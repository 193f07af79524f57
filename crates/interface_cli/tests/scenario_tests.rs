//! Tests for running trip scenarios end to end

use rust_decimal_macros::dec;

use core_kernel::ErrorKind;
use domain_settlement::ReconciliationOutcome;
use domain_weighing::WeighingStatus;
use interface_cli::{ScenarioRunner, TripScenario};

fn scenario(json: &str) -> TripScenario {
    serde_json::from_str(json).unwrap()
}

#[tokio::test]
async fn test_bundled_truck_scenario() {
    let scenario = scenario(include_str!("../scenarios/truck_trip.json"));
    let report = ScenarioRunner::new().run(&scenario).await.unwrap();

    assert_eq!(report.weighing_status, WeighingStatus::TareWeightCaptured);
    assert_eq!(report.net_weight, dec!(9250));
    assert_eq!(report.open_discharges, 1);
    assert_eq!(report.reconciliation.outcome, ReconciliationOutcome::Shortfall);
    assert_eq!(report.reconciliation.total_documentary_weight, dec!(10500));

    let penalty = report.penalty.unwrap();
    assert_eq!(penalty.missing_weight().kilograms(), dec!(200));
    assert_eq!(penalty.total_amount().amount(), dec!(60));
}

#[tokio::test]
async fn test_numeric_weights_and_balanced_trip() {
    let scenario = scenario(
        r#"{
            "gross_weight": 300,
            "tare_weight": 100,
            "loads": [
                { "provider_code": "P1", "product_code": "PET",
                  "documentary_weight": 190, "unit_price": 2 }
            ]
        }"#,
    );
    let report = ScenarioRunner::new().run(&scenario).await.unwrap();

    assert_eq!(report.reconciliation.outcome, ReconciliationOutcome::Balanced);
    assert_eq!(report.reconciliation.difference, dec!(10));
    assert!(report.penalty.is_none());
}

#[tokio::test]
async fn test_tare_above_gross_fails() {
    let scenario = scenario(
        r#"{ "gross_weight": "100", "tare_weight": "100.01", "loads": [] }"#,
    );
    let err = ScenarioRunner::new().run(&scenario).await.unwrap_err();
    assert_eq!(err.kind(), ErrorKind::InvariantViolation);
}

#[tokio::test]
async fn test_scenario_without_loads_fails() {
    let scenario = scenario(r#"{ "gross_weight": "100", "tare_weight": "20", "loads": [] }"#);
    let err = ScenarioRunner::new().run(&scenario).await.unwrap_err();
    assert_eq!(err.kind(), ErrorKind::EmptyAggregate);
}

#[tokio::test]
async fn test_report_serializes() {
    let scenario = scenario(include_str!("../scenarios/truck_trip.json"));
    let report = ScenarioRunner::new().run(&scenario).await.unwrap();

    let json = serde_json::to_value(&report).unwrap();
    assert_eq!(json["weighing_status"], "TareWeightCaptured");
    assert_eq!(json["reconciliation"]["outcome"], "Shortfall");
    assert!(json["penalty"]["total_amount"].is_string());
}

#[tokio::test]
async fn test_discharge_minutes_out_of_range() {
    for minutes in [i64::MAX, i64::MIN, 10_000_000_000_000] {
        let scenario = scenario(&format!(
            r#"{{
                "gross_weight": "100",
                "tare_weight": "20",
                "hoppers": [{{ "hopper_id": "H-1", "discharge_minutes": {minutes} }}],
                "loads": [
                    {{ "provider_code": "P1", "product_code": "PET",
                       "documentary_weight": "80", "unit_price": "1" }}
                ]
            }}"#
        ));
        let err = ScenarioRunner::new().run(&scenario).await.unwrap_err();
        assert_eq!(err.kind(), ErrorKind::InvalidValue);
        assert!(err.to_string().contains("discharge_minutes"));
    }
}

#[tokio::test]
async fn test_huge_loads_fail_with_typed_error() {
    let scenario = scenario(
        r#"{
            "gross_weight": "100",
            "tare_weight": "99",
            "loads": [
                { "provider_code": "P1", "product_code": "PET",
                  "documentary_weight": "100000000000000000000",
                  "unit_price": "100000000000000000000" }
            ]
        }"#,
    );
    let err = ScenarioRunner::new().run(&scenario).await.unwrap_err();
    assert_eq!(err.kind(), ErrorKind::InvariantViolation);
}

· · · ·

# What you have to do
Please retype every entry above exactly as it stands.

# Solution to this exercise
repository 193f07af79524f57
filename crates/interface_cli/tests/scenario_tests.rs
//! Tests for running trip scenarios end to end

use rust_decimal_macros::dec;

use core_kernel::ErrorKind;
use domain_settlement::ReconciliationOutcome;
use domain_weighing::WeighingStatus;
use interface_cli::{ScenarioRunner, TripScenario};

fn scenario(json: &str) -> TripScenario {
    serde_json::from_str(json).unwrap()
}

#[tokio::test]
async fn test_bundled_truck_scenario() {
    let scenario = scenario(include_str!("../scenarios/truck_trip.json"));
    let report = ScenarioRunner::new().run(&scenario).await.unwrap();

    assert_eq!(report.weighing_status, WeighingStatus::TareWeightCaptured);
    assert_eq!(report.net_weight, dec!(9250));
    assert_eq!(report.open_discharges, 1);
    assert_eq!(report.reconciliation.outcome, ReconciliationOutcome::Shortfall);
    assert_eq!(report.reconciliation.total_documentary_weight, dec!(10500));

    let penalty = report.penalty.unwrap();
    assert_eq!(penalty.missing_weight().kilograms(), dec!(200));
    assert_eq!(penalty.total_amount().amount(), dec!(60));
}

#[tokio::test]
async fn test_numeric_weights_and_balanced_trip() {
    let scenario = scenario(
        r#"{
            "gross_weight": 300,
            "tare_weight": 100,
            "loads": [
                { "provider_code": "P1", "product_code": "PET",
                  "documentary_weight": 190, "unit_price": 2 }
            ]
        }"#,
    );
    let report = ScenarioRunner::new().run(&scenario).await.unwrap();

    assert_eq!(report.reconciliation.outcome, ReconciliationOutcome::Balanced);
    assert_eq!(report.reconciliation.difference, dec!(10));
    assert!(report.penalty.is_none());
}

#[tokio::test]
async fn test_tare_above_gross_fails() {
    let scenario = scenario(
        r#"{ "gross_weight": "100", "tare_weight": "100.01", "loads": [] }"#,
    );
    let err = ScenarioRunner::new().run(&scenario).await.unwrap_err();
    assert_eq!(err.kind(), ErrorKind::InvariantViolation);
}

#[tokio::test]
async fn test_scenario_without_loads_fails() {
    let scenario = scenario(r#"{ "gross_weight": "100", "tare_weight": "20", "loads": [] }"#);
    let err = ScenarioRunner::new().run(&scenario).await.unwrap_err();
    assert_eq!(err.kind(), ErrorKind::EmptyAggregate);
}

#[tokio::test]
async fn test_report_serializes() {
    let scenario = scenario(include_str!("../scenarios/truck_trip.json"));
    let report = ScenarioRunner::new().run(&scenario).await.unwrap();

    let json = serde_json::to_value(&report).unwrap();
    assert_eq!(json["weighing_status"], "TareWeightCaptured");
    assert_eq!(json["reconciliation"]["outcome"], "Shortfall");
    assert!(json["penalty"]["total_amount"].is_string());
}

#[tokio::test]
async fn test_discharge_minutes_out_of_range() {
    for minutes in [i64::MAX, i64::MIN, 10_000_000_000_000] {
        let scenario = scenario(&format!(
            r#"{{
                "gross_weight": "100",
                "tare_weight": "20",
                "hoppers": [{{ "hopper_id": "H-1", "discharge_minutes": {minutes} }}],
                "loads": [
                    {{ "provider_code": "P1", "product_code": "PET",
                       "documentary_weight": "80", "unit_price": "1" }}
                ]
            }}"#
        ));
        let err = ScenarioRunner::new().run(&scenario).await.unwrap_err();
        assert_eq!(err.kind(), ErrorKind::InvalidValue);
        assert!(err.to_string().contains("discharge_minutes"));
    }
}

#[tokio::test]
async fn test_huge_loads_fail_with_typed_error() {
    let scenario = scenario(
        r#"{
            "gross_weight": "100",
            "tare_weight": "99",
            "loads": [
                { "provider_code": "P1", "product_code": "PET",
                  "documentary_weight": "100000000000000000000",
                  "unit_price": "100000000000000000000" }
            ]
        }"#,
    );
    let err = ScenarioRunner::new().run(&scenario).await.unwrap_err();
    assert_eq!(err.kind(), ErrorKind::InvariantViolation);
}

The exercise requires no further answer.